[Saved entries]
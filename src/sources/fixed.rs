use async_trait::async_trait;
use std::sync::{Arc, Mutex, MutexGuard, PoisonError};
use std::time::Duration;

use super::FactorSource;
use crate::core::{FactorTable, FlightControl, FxError, FxResult, LoadCallback};

#[derive(Debug, Clone)]
struct FixedState {
    table: FactorTable,
    failure: Option<String>,
    latency: Duration,
}

/// Serves a preset table, or a preset failure.
///
/// Useful for offline setups and for exercising strategies and the cache decorator.
pub struct FixedSource {
    state: Mutex<FixedState>,
    flight: FlightControl,
}

impl FixedSource {
    pub fn new(table: FactorTable) -> Self {
        Self {
            state: Mutex::new(FixedState {
                table,
                failure: None,
                latency: Duration::ZERO,
            }),
            flight: FlightControl::new("fixed"),
        }
    }

    /// A source whose every load fails with `message`.
    pub fn failing(message: impl Into<String>) -> Self {
        let source = Self::new(FactorTable::new());
        source.set_failure(Some(message.into()));
        source
    }

    /// Delays every load by `latency`.
    pub fn with_latency(self, latency: Duration) -> Self {
        self.state().latency = latency;
        self
    }

    pub fn set_table(&self, table: FactorTable) {
        self.state().table = table;
    }

    pub fn set_failure(&self, failure: Option<String>) {
        self.state().failure = failure;
    }

    fn state(&self) -> MutexGuard<'_, FixedState> {
        self.state.lock().unwrap_or_else(PoisonError::into_inner)
    }

    async fn produce(&self) -> FxResult<FactorTable> {
        let FixedState {
            table,
            failure,
            latency,
        } = self.state().clone();
        if !latency.is_zero() {
            tokio::time::sleep(latency).await;
        }
        match failure {
            Some(message) => Err(FxError::load_failed(message)),
            None => Ok(table),
        }
    }
}

#[async_trait]
impl FactorSource for FixedSource {
    fn name(&self) -> &str {
        "fixed"
    }

    async fn load(&self) -> FxResult<FactorTable> {
        let flight = self.flight.begin()?;
        flight.run(self.produce()).await
    }

    fn load_async(self: Arc<Self>, on_done: LoadCallback) -> FxResult<()> {
        let flight = self.flight.begin()?;
        flight.spawn(async move { self.produce().await }, on_done)
    }

    fn cancel(&self) {
        self.flight.cancel();
    }

    fn dispose(&self) {
        self.flight.dispose();
    }
}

About this task: Return the number of lines in the records holding the string "produce", without any other words.

Worked solution: 3